Although heating pads and resistance films can be designed to provide uniform power distribution suitable for de-icing purposes over the front surface of the mirror, commercially available products built according to the teachings of the prior art do not heat the reflective element in a truly uniform manner. However, because of the necessity for producing large quantities of heat as opposed to an even distribution, such prior art devices have proven satisfactory for the de-icing function.

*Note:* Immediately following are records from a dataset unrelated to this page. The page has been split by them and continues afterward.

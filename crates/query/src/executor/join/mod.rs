//! Join executors.
//!
//! All joins output the left input's columns followed by the right input's.
//! Matches are collected as pairs of row indices and turned into output
//! blocks by gathering from each side; a missing index on the padded side of
//! an outer join becomes a null.

mod hash;
mod nested_loop;
mod semi;

pub use hash::{HashJoinExecutor, HashJoinSpec};
pub use nested_loop::NestedLoopJoinExecutor;
pub use semi::HashSemiJoinExecutor;

use alloc::format;
use alloc::vec::Vec;
use strata_core::block::{ColumnBlock, FlatColumns, RowBlock};
use strata_core::{DataType, Error, Result, BLOCK_CAPACITY};

/// Where one side of an output block is gathered from.
#[derive(Clone, Copy)]
pub(crate) enum Side<'a> {
    /// Dense (compacted) row block.
    Block(&'a RowBlock),
    /// Materialized rows.
    Flat(&'a FlatColumns),
    /// No source rows; every index must be `None`.
    Nulls,
}

impl Side<'_> {
    fn gather(&self, types: &[DataType], indices: &[Option<u32>]) -> Vec<ColumnBlock> {
        match self {
            Side::Block(b) => (0..b.width()).map(|c| b.column(c).gather_optional(indices)).collect(),
            Side::Flat(f) => f.columns().iter().map(|c| c.gather_optional(indices)).collect(),
            Side::Nulls => types.iter().map(|&t| ColumnBlock::nulls(t, indices.len())).collect(),
        }
    }
}

/// Pending output pairs plus the running row count checked against the join row limit.
pub(crate) struct JoinOutput {
    left_types: Vec<DataType>,
    right_types: Vec<DataType>,
    left: Vec<Option<u32>>,
    right: Vec<Option<u32>>,
    produced: u64,
    max_rows: u64,
}

impl JoinOutput {
    pub(crate) fn new(left_types: Vec<DataType>, right_types: Vec<DataType>, max_rows: u64) -> Self {
        Self {
            left_types,
            right_types,
            left: Vec::with_capacity(BLOCK_CAPACITY),
            right: Vec::with_capacity(BLOCK_CAPACITY),
            produced: 0,
            max_rows,
        }
    }

    pub(crate) fn push(&mut self, left: Option<u32>, right: Option<u32>) -> Result<()> {
        self.produced += 1;
        if self.produced > self.max_rows {
            return Err(Error::limit_exceeded(format!(
                "join produced more than {} rows",
                self.max_rows
            )));
        }
        self.left.push(left);
        self.right.push(right);
        Ok(())
    }

    #[inline]
    pub(crate) fn len(&self) -> usize {
        self.left.len()
    }

    #[inline]
    pub(crate) fn is_empty(&self) -> bool {
        self.left.is_empty()
    }

    #[inline]
    pub(crate) fn is_full(&self) -> bool {
        self.left.len() >= BLOCK_CAPACITY
    }

    /// Turns up to one block of pending pairs into an output block.
    pub(crate) fn take_block(&mut self, left: Side<'_>, right: Side<'_>) -> RowBlock {
        let n = self.left.len().min(BLOCK_CAPACITY);
        let l: Vec<Option<u32>> = self.left.drain(..n).collect();
        let r: Vec<Option<u32>> = self.right.drain(..n).collect();
        let mut columns = left.gather(&self.left_types, &l);
        columns.extend(right.gather(&self.right_types, &r));
        RowBlock::from_columns(columns, n)
    }

    pub(crate) fn reset(&mut self) {
        self.left.clear();
        self.right.clear();
        self.produced = 0;
    }
}

#[cfg(test)]
mod tests {
    use super::*;
    use alloc::vec;
    use strata_core::Value;

    #[test]
    fn test_join_output_gather_and_limit() {
        let mut flat = FlatColumns::new(&[DataType::Int32]);
        flat.append_values(&[Value::Int32(7)]).unwrap();
        let mut out = JoinOutput::new(vec![DataType::Int32], vec![DataType::Text], 2);
        out.push(Some(0), None).unwrap();
        out.push(None, None).unwrap();
        assert_eq!(out.push(Some(0), None).unwrap_err().sqlstate(), "54000");
        let block = out.take_block(Side::Flat(&flat), Side::Nulls);
        assert_eq!(block.width(), 2);
        assert_eq!(block.row_values(0), vec![Value::Int32(7), Value::Null]);
        assert_eq!(block.row_values(1), vec![Value::Null, Value::Null]);
        assert!(out.is_empty());
    }
}
//! Foreign key constraints.

use alloc::string::String;

/// Action taken on child rows when a referenced parent row is deleted.
#[derive(Clone, Copy, Debug, PartialEq, Eq, Hash, Default)]
pub enum ReferentialAction {
    /// Reject the delete while child rows still reference the parent.
    #[default]
    Restrict,
    /// Delete the referencing child rows as well.
    Cascade,
    /// Set the referencing child column to NULL.
    SetNull,
}

/// Foreign key specification, stored on the child table.
#[derive(Clone, Debug, PartialEq, Eq)]
pub struct ForeignKey {
    /// Constraint name.
    pub name: String,
    /// Child column name.
    pub child_column: String,
    /// Parent table name.
    pub parent_table: String,
    /// Parent column name.
    pub parent_column: String,
    /// Action on parent row delete.
    pub on_delete: ReferentialAction,
}

impl ForeignKey {
    /// Creates a new foreign key specification with `RESTRICT` semantics.
    pub fn new(
        name: impl Into<String>,
        child_column: impl Into<String>,
        parent_table: impl Into<String>,
        parent_column: impl Into<String>,
    ) -> Self {
        Self {
            name: name.into(),
            child_column: child_column.into(),
            parent_table: parent_table.into(),
            parent_column: parent_column.into(),
            on_delete: ReferentialAction::Restrict,
        }
    }

    /// Sets the delete action.
    pub fn on_delete(mut self, action: ReferentialAction) -> Self {
        self.on_delete = action;
        self
    }
}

Electronically dimming vehicle rearview mirror systems tend to utilize either liquid crystal or electrochromic reflective elements. Electrochromic reflective elements are further divided into all solid-state elements, such as disclosed in U.S. Pat. No. 4,712,879 issued to Niall R. Lynam for ELECTROCHROMIC MIRROR, and electrochemichromic elements such as disclosed in co-pending commonly assigned U.S. Pat. No. 5,140,455 for HIGH PERFORMANCE ELECTROCHEMICHROMIC SOLUTIONS AND DEVICES THEREFORE issued to Desaraju V. Varaprasad, Niall R. Lynam, Hamid R. Habibi and Padma Desaraju. The liquid crystal elements and the electrochemichromic elements are fluid-like at room temperature but greatly increase in viscosity and can even solidify at very low temperatures with a consequent decrease in performance. Accordingly, heating means are often provided for such elements when used in vehicle rearview mirror systems, such as disclosed in U.S. Pat. No. 4,584,461 for a PLANAR HEATER FOR LIQUID CRYSTAL ELEMENT, issued to Toru Teshima et al. The all solid-state electrochromic element stands in contrast to the liquid crystal and electrochemichromic elements in that it utilizes multiple layers of inorganic metal oxide thin films deposited on a transparent substrate rather than a solvent-based liquid solution. Thus all layers are solid at all temperatures. However, cold climate operation is still a problem in that the electrochromic performance (the depth of dimming achieved, the speed of coloration and/or bleach, etc.) can be detrimentally effected at low temperatures. In this regard, all solid-state electrochromic mirrors have a particular disadvantage in that ion and electron conduction and transport through the thin films, important to the electrochromic coloration and/or bleaching, is particularly slowed at low temperatures (below ambient in general and 5.degree. C. or thereabouts in particular). The net effect is that, at low temperatures, these solid-state electrochromic devices are significantly slowed and, if temperature gradients exist across the mirror surface, uneven coloration and/or bleaching can be seen. Such effects are consumer undesirable and detract from the glare protection performance of the units.